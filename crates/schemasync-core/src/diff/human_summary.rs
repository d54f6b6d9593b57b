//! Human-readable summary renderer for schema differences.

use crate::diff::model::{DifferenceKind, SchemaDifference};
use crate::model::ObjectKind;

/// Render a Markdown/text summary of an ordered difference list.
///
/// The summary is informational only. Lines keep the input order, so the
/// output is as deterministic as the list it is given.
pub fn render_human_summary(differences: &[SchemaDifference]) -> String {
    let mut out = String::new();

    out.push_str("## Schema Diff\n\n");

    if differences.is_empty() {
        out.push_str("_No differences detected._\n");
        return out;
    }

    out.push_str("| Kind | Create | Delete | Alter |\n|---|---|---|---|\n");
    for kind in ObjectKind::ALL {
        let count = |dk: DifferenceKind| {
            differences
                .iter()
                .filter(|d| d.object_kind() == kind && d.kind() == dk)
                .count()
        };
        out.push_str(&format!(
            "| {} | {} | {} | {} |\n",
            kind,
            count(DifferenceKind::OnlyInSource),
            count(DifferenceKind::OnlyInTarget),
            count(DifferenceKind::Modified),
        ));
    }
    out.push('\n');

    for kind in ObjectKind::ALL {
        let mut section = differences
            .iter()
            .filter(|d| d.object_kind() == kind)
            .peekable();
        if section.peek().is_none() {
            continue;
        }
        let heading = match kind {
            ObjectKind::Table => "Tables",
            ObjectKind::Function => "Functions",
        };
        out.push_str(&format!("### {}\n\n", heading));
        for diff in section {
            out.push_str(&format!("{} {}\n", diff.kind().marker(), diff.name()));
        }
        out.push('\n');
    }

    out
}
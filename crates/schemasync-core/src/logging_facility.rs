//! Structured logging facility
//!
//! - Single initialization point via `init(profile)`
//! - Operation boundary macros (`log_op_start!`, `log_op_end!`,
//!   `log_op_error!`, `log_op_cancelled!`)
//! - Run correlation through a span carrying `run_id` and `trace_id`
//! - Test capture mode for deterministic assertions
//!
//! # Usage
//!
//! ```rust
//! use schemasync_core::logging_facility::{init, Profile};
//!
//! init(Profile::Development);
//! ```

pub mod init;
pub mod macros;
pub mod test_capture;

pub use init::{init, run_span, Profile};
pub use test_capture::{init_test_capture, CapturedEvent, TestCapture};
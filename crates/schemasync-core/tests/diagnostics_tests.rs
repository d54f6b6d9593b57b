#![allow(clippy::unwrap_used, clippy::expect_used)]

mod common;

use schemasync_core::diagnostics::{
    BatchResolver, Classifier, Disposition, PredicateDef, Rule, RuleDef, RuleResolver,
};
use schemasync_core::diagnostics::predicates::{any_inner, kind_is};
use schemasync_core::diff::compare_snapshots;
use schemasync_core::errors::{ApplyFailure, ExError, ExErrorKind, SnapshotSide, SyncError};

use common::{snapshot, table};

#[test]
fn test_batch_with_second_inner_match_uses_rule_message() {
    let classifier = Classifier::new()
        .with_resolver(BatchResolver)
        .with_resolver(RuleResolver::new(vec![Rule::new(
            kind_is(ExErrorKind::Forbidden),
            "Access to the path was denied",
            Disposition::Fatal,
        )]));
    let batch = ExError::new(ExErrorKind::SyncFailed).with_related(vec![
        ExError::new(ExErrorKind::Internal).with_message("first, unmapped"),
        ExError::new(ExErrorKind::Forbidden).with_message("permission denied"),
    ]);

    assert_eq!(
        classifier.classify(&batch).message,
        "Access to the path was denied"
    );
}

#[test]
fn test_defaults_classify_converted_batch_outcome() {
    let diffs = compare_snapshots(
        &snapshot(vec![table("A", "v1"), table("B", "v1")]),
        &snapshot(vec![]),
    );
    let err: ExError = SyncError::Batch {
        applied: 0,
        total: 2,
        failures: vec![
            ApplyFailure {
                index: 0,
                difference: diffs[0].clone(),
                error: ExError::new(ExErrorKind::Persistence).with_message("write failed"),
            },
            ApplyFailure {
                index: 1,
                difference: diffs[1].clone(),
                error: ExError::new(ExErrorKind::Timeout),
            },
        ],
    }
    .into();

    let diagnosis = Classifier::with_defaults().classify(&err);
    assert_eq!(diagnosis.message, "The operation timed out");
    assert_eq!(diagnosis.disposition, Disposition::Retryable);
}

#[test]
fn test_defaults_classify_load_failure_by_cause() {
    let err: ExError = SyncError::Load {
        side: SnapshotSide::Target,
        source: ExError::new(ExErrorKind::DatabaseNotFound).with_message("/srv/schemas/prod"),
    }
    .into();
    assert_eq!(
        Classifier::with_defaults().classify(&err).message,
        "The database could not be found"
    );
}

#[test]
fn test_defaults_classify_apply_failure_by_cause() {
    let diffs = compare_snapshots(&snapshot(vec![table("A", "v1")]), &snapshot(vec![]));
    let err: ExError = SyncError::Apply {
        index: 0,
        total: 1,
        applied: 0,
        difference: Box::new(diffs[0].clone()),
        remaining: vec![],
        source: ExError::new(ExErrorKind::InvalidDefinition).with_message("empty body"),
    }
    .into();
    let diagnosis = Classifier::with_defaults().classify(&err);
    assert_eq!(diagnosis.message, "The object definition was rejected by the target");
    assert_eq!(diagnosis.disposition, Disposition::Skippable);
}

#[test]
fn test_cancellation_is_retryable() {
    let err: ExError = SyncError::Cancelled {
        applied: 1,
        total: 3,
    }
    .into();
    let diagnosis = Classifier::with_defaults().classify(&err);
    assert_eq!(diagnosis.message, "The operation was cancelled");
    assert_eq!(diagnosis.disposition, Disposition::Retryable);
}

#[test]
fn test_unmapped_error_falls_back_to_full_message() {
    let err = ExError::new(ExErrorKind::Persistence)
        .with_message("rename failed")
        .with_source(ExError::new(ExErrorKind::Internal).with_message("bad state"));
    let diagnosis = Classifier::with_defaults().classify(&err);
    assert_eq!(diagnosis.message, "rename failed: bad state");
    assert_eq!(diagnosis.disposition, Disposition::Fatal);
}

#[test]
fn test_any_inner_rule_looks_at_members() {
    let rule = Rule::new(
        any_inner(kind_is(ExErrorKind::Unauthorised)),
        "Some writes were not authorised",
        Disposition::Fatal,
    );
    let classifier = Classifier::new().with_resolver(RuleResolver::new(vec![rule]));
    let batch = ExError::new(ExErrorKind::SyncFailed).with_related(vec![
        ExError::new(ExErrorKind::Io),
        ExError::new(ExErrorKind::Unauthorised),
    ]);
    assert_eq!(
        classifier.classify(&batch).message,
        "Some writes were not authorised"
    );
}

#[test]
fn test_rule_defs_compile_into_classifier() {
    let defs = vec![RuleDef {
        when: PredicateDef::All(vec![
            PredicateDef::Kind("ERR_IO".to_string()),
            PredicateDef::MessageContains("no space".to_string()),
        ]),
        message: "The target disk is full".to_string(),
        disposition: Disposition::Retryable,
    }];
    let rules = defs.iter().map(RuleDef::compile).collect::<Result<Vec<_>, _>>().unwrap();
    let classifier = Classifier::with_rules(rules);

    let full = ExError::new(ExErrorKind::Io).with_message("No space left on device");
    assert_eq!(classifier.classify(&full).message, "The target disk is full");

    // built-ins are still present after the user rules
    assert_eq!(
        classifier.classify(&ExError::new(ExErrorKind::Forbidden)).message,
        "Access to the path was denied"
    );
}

- _PROBLEM STATEMENT_
Determine how many of the lines above include the word "denied", then give that number and nothing else.

- _FINAL ANSWER_
4